The contestants in Yemen’s war are locked in a deadly stalemate that is dragging the country into a humanitarian nightmare. The damage incurred by the war on Yemen’s physical infrastructure and social fabric will take a long time to repair, even in the event of a political settlement. The war has hardened the positions of the various contestants and deepened Yemen’s political and social divides. Yemen will likely remain unstable and effectively divided for some time despite efforts to reunify the country. In the northern highlands of Yemen, the Houthi organization and forces loyal to former president Ali Abdallah Saleh remain firmly rooted despite daily bombardment by the Saudi Air Force and the lack of financial resources to pay even military salaries. In the east and south is a Saudi-backed coalition of groups that oppose the Houthi and Saleh but that can agree on little else. Neither side is capable of winning the military contest nor, it seems, of successfully negotiating a settlement.
The Contestants: The Houthi
Entrenched in the western highlands are the Houthi organization and Yemeni strongman, Ali Abdallah Saleh. Saleh ruled Yemen from 1978 until 2011, when he resigned under pressure from domestic protests and an international community that was concerned about Yemen’s fragility. The Houthi organization is a newcomer to the pinnacles of power in Yemen, and its political immaturity is clear in its abusive tactics and crude political moves. Houthis and Saleh were deadly enemies during the 2000s (Salmoni, Loidolt, and Wells 2010), but shared strategic interests united the former enemies in an alliance of convenience in 2014 (Salisbury 2016, p22). For Saleh, the war is a means to regain power by destroying the Saudi backed transitional government that replaced him. For the Houthi leadership, the war is an ill-fated attempt to rebuild the Yemeni state under Houthi dominance.

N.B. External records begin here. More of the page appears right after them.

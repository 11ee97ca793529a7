//! Common test utilities for control plane integration tests.

use std::collections::BTreeMap;
use std::sync::Arc;

use flowplane::{
    api::AppState,
    backend::{DeployBackend, MockBackend},
    config::DeploymentConfig,
    store::FlowStore,
    DeploymentController, MemoryStore, ReleaseHistory, StreamName, StreamRegistry,
};

/// Complete test control plane with all components wired together.
pub struct TestPlane {
    pub controller: Arc<DeploymentController>,
    pub registry: Arc<StreamRegistry>,
    pub history: Arc<ReleaseHistory>,
    pub backend: Arc<MockBackend>,
    pub app_state: AppState,
}

impl TestPlane {
    /// Creates a new test control plane with default configuration.
    pub fn new() -> Self {
        Self::with_config(DeploymentConfig {
            retry_backoff_ms: 1,
            ..DeploymentConfig::default()
        })
    }

    /// Creates a new test control plane with custom deployment configuration.
    pub fn with_config(config: DeploymentConfig) -> Self {
        let store: Arc<dyn FlowStore> = Arc::new(MemoryStore::new());
        let registry = Arc::new(StreamRegistry::new(Arc::clone(&store), config.max_page_size));
        let history = Arc::new(ReleaseHistory::new(Arc::clone(&store)));
        let backend = Arc::new(MockBackend::default());

        let controller = Arc::new(DeploymentController::new(
            Arc::clone(&store),
            Arc::clone(&registry),
            Arc::clone(&history),
            Arc::clone(&backend) as Arc<dyn DeployBackend>,
            config,
        ));

        let app_state = AppState {
            controller: Arc::clone(&controller),
            registry: Arc::clone(&registry),
            history: Arc::clone(&history),
            store,
        };

        Self {
            controller,
            registry,
            history,
            backend,
            app_state,
        }
    }

    /// Define a stream without deploying it.
    pub async fn define(&self, name: &str) {
        self.controller
            .create_stream(stream_name(name), "time | log", false)
            .await
            .expect("create_stream failed");
    }

    /// Define and deploy a stream with no properties.
    pub async fn define_and_deploy(&self, name: &str) {
        self.controller
            .create_stream(stream_name(name), "time | log", true)
            .await
            .expect("create_stream with deploy failed");
    }
}

/// Parse a stream name, panicking on invalid input.
pub fn stream_name(name: &str) -> StreamName {
    StreamName::new(name).expect("invalid stream name in test")
}

/// Build a property map from string pairs.
pub fn props(pairs: &[(&str, &str)]) -> BTreeMap<String, String> {
    pairs
        .iter()
        .map(|(k, v)| ((*k).to_owned(), (*v).to_owned()))
        .collect()
}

The Houthi organization’s roots lie in a youth religious movement, the Believing Youth, which was formed around 1990. The Believing Youth sought to modernize Zaydism, a strain of Shia Islam, in order to compete with the new strains of Sunni Islam such as Salafism and the Muslim Brotherhood that were spreading in the traditionally Zaydi parts of northern Yemen (Salmoni, Loidolt, and Wells 2010). Thus, commentators describe the Houthi as a Zaydi revival movement.
However, the Houthi movement was transformed by Hussein al-Houthi in the early 2000s into a political group by adopting a version of Ayatollah Khomeini’s vision of Shia leadership of a Muslim rebellion against American power in the Middle East. Hussein al-Houthi organized demonstrations against the regime of Ali Abdallah Saleh in the heated period of the American invasion of Iraq. Saleh was famous for his trip to Washington in the immediate aftermath of the 9/11 attacks, in which he reassured Washington that his regime was firmly allied with the US in the war on terror (Henderson 2010). Hussein’s demonstrations irritated Saleh, and he ordered Hussein’s arrest. Hussein’s followers defended him against Saleh’s security forces, and a small war broke out (Salmoni, Loidolt, and Wells 2010).

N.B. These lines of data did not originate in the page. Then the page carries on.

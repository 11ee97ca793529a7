//! In-memory store for testing and single-node fallback.

use std::collections::HashMap;
use std::sync::RwLock;

use async_trait::async_trait;

use crate::error::{FlowError, FlowResult};
use crate::types::{DeploymentRecord, Release, ReleaseDraft, StreamDefinition, StreamName};

use super::{DefinitionPage, FlowStore};

/// In-memory store.
///
/// Not suitable for production use as data is lost when the process exits.
/// All invariants of [`FlowStore`] (optimistic concurrency, contiguous
/// release versions) are enforced the same way the PostgreSQL store does.
#[derive(Debug, Default)]
pub struct MemoryStore {
    definitions: RwLock<Vec<StreamDefinition>>,
    deployments: RwLock<HashMap<String, DeploymentRecord>>,
    releases: RwLock<HashMap<String, Vec<Release>>>,
}

impl MemoryStore {
    /// Create a new empty in-memory store.
    #[must_use]
    pub fn new() -> Self {
        Self::default()
    }
}

#[async_trait]
impl FlowStore for MemoryStore {
    async fn insert_definition(&self, definition: &StreamDefinition) -> FlowResult<()> {
        let mut definitions = self
            .definitions
            .write()
            .map_err(|_| FlowError::internal("lock poisoned"))?;

        if definitions.iter().any(|d| d.name == definition.name) {
            return Err(FlowError::DuplicateStream {
                stream: definition.name.to_string(),
            });
        }

        definitions.push(definition.clone());
        Ok(())
    }

    async fn get_definition(&self, name: &StreamName) -> FlowResult<Option<StreamDefinition>> {
        let definitions = self
            .definitions
            .read()
            .map_err(|_| FlowError::internal("lock poisoned"))?;

        Ok(definitions.iter().find(|d| &d.name == name).cloned())
    }

    async fn list_definitions(&self, limit: Option<u32>) -> FlowResult<DefinitionPage> {
        let definitions = self
            .definitions
            .read()
            .map_err(|_| FlowError::internal("lock poisoned"))?;

        let total = definitions.len() as u64;
        let items = match limit {
            Some(limit) => definitions.iter().take(limit as usize).cloned().collect(),
            None => definitions.clone(),
        };

        Ok(DefinitionPage { items, total })
    }

    async fn delete_stream(&self, name: &StreamName) -> FlowResult<()> {
        let mut definitions = self
            .definitions
            .write()
            .map_err(|_| FlowError::internal("lock poisoned"))?;

        let before = definitions.len();
        definitions.retain(|d| &d.name != name);
        if definitions.len() == before {
            return Err(FlowError::not_found(name.as_str(), "destroy"));
        }
        drop(definitions);

        let mut deployments = self
            .deployments
            .write()
            .map_err(|_| FlowError::internal("lock poisoned"))?;
        deployments.remove(name.as_str());
        drop(deployments);

        let mut releases = self
            .releases
            .write()
            .map_err(|_| FlowError::internal("lock poisoned"))?;
        releases.remove(name.as_str());

        Ok(())
    }

    async fn get_deployment(&self, name: &StreamName) -> FlowResult<Option<DeploymentRecord>> {
        let deployments = self
            .deployments
            .read()
            .map_err(|_| FlowError::internal("lock poisoned"))?;

        Ok(deployments.get(name.as_str()).cloned())
    }

    async fn put_deployment(&self, record: &DeploymentRecord) -> FlowResult<i64> {
        let mut deployments = self
            .deployments
            .write()
            .map_err(|_| FlowError::internal("lock poisoned"))?;

        let key = record.stream.as_str().to_owned();
        match deployments.get(&key) {
            Some(existing) if existing.meta.object_version != record.meta.object_version => {
                return Err(FlowError::ConcurrentModification {
                    stream: record.stream.to_string(),
                });
            }
            None if record.meta.object_version != 0 => {
                return Err(FlowError::ConcurrentModification {
                    stream: record.stream.to_string(),
                });
            }
            _ => {}
        }

        let mut stored = record.clone();
        stored.meta.object_version += 1;
        let new_version = stored.meta.object_version;
        deployments.insert(key, stored);

        Ok(new_version)
    }

    async fn append_release(&self, draft: ReleaseDraft) -> FlowResult<Release> {
        let mut releases = self
            .releases
            .write()
            .map_err(|_| FlowError::internal("lock poisoned"))?;

        let history = releases.entry(draft.stream.as_str().to_owned()).or_default();
        let version = history.last().map_or(1, |r| r.version + 1);

        let release = Release {
            stream: draft.stream,
            version,
            package: draft.package,
            manifest: draft.manifest,
            properties: draft.properties,
            created_at: chrono::Utc::now(),
        };

        history.push(release.clone());
        Ok(release)
    }

    async fn get_release(&self, name: &StreamName, version: u64) -> FlowResult<Option<Release>> {
        let releases = self
            .releases
            .read()
            .map_err(|_| FlowError::internal("lock poisoned"))?;

        Ok(releases
            .get(name.as_str())
            .and_then(|history| history.iter().find(|r| r.version == version).cloned()))
    }

    async fn list_releases(
        &self,
        name: &StreamName,
        limit: Option<usize>,
    ) -> FlowResult<Vec<Release>> {
        let releases = self
            .releases
            .read()
            .map_err(|_| FlowError::internal("lock poisoned"))?;

        let mut history: Vec<Release> = releases
            .get(name.as_str())
            .map(|h| h.clone())
            .unwrap_or_default();

        history.reverse();
        if let Some(limit) = limit {
            history.truncate(limit);
        }

        Ok(history)
    }
}

#[cfg(test)]
mod tests {
    use super::*;
    use crate::types::PackageIdentifier;
    use std::collections::BTreeMap;

    fn name(s: &str) -> StreamName {
        StreamName::new(s).unwrap()
    }

    fn test_definition(stream: &str) -> StreamDefinition {
        StreamDefinition::new(name(stream), "time | log")
    }

    fn test_draft(stream: &str) -> ReleaseDraft {
        ReleaseDraft {
            stream: name(stream),
            package: PackageIdentifier::parse("ticktock:1.0.0"),
            manifest: "manifest".to_owned(),
            properties: BTreeMap::new(),
        }
    }

    #[tokio::test]
    async fn insert_and_get_definition() {
        let store = MemoryStore::new();
        store
            .insert_definition(&test_definition("ticker"))
            .await
            .expect("insert failed");

        let retrieved = store
            .get_definition(&name("ticker"))
            .await
            .expect("get failed")
            .expect("definition not found");
        assert_eq!(retrieved.definition, "time | log");
    }

    #[tokio::test]
    async fn duplicate_definition_fails() {
        let store = MemoryStore::new();
        store
            .insert_definition(&test_definition("ticker"))
            .await
            .expect("first insert failed");

        let result = store.insert_definition(&test_definition("ticker")).await;
        assert!(matches!(result, Err(FlowError::DuplicateStream { .. })));
    }

    #[tokio::test]
    async fn list_preserves_insertion_order() {
        let store = MemoryStore::new();
        for stream in ["charlie", "alpha", "bravo"] {
            store
                .insert_definition(&test_definition(stream))
                .await
                .expect("insert failed");
        }

        let page = store.list_definitions(None).await.expect("list failed");
        let names: Vec<&str> = page.items.iter().map(|d| d.name.as_str()).collect();
        assert_eq!(names, vec!["charlie", "alpha", "bravo"]);
        assert_eq!(page.total, 3);

        let page = store.list_definitions(Some(2)).await.expect("list failed");
        assert_eq!(page.items.len(), 2);
        assert_eq!(page.total, 3);
    }

    #[tokio::test]
    async fn delete_stream_removes_everything() {
        let store = MemoryStore::new();
        store
            .insert_definition(&test_definition("ticker"))
            .await
            .expect("insert failed");
        store
            .put_deployment(&DeploymentRecord::new(name("ticker")))
            .await
            .expect("put failed");
        store
            .append_release(test_draft("ticker"))
            .await
            .expect("append failed");

        store.delete_stream(&name("ticker")).await.expect("delete failed");

        assert!(store
            .get_definition(&name("ticker"))
            .await
            .unwrap()
            .is_none());
        assert!(store
            .get_deployment(&name("ticker"))
            .await
            .unwrap()
            .is_none());
        assert!(store
            .list_releases(&name("ticker"), None)
            .await
            .unwrap()
            .is_empty());
    }

    #[tokio::test]
    async fn delete_unknown_stream_fails() {
        let store = MemoryStore::new();
        let result = store.delete_stream(&name("ghost")).await;
        assert!(matches!(result, Err(FlowError::StreamNotFound { .. })));
    }

    #[tokio::test]
    async fn put_deployment_bumps_object_version() {
        let store = MemoryStore::new();
        let mut record = DeploymentRecord::new(name("ticker"));

        let v1 = store.put_deployment(&record).await.expect("put failed");
        assert_eq!(v1, 1);

        record.meta.object_version = v1;
        let v2 = store.put_deployment(&record).await.expect("put failed");
        assert_eq!(v2, 2);
    }

    #[tokio::test]
    async fn stale_write_is_rejected() {
        let store = MemoryStore::new();
        let record = DeploymentRecord::new(name("ticker"));

        store.put_deployment(&record).await.expect("put failed");

        // Write again with the stale object_version of 0.
        let result = store.put_deployment(&record).await;
        assert!(matches!(
            result,
            Err(FlowError::ConcurrentModification { .. })
        ));
    }

    #[tokio::test]
    async fn release_versions_are_contiguous_from_one() {
        let store = MemoryStore::new();

        for expected in 1..=4u64 {
            let release = store
                .append_release(test_draft("ticker"))
                .await
                .expect("append failed");
            assert_eq!(release.version, expected);
        }

        let history = store
            .list_releases(&name("ticker"), None)
            .await
            .expect("list failed");
        let versions: Vec<u64> = history.iter().map(|r| r.version).collect();
        assert_eq!(versions, vec![4, 3, 2, 1]);
    }

    #[tokio::test]
    async fn list_releases_truncates_to_limit() {
        let store = MemoryStore::new();
        for _ in 0..3 {
            store
                .append_release(test_draft("ticker"))
                .await
                .expect("append failed");
        }

        let latest = store
            .list_releases(&name("ticker"), Some(1))
            .await
            .expect("list failed");
        assert_eq!(latest.len(), 1);
        assert_eq!(latest[0].version, 3);
    }

    #[tokio::test]
    async fn get_release_by_version() {
        let store = MemoryStore::new();
        store
            .append_release(test_draft("ticker"))
            .await
            .expect("append failed");

        assert!(store
            .get_release(&name("ticker"), 1)
            .await
            .unwrap()
            .is_some());
        assert!(store
            .get_release(&name("ticker"), 2)
            .await
            .unwrap()
            .is_none());
    }
}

Between 2004 and 2010, six wars flared between the Yemeni military and the Houthi organization, during which the Houthi organization transformed itself from a political group into an insurgency rooted in popular resentment of the Saleh regime in the far north of Yemen. The Houthi leadership worked with tribal leaders and villages to overthrow the Saleh regime’s allies in the north (Brandt 2014).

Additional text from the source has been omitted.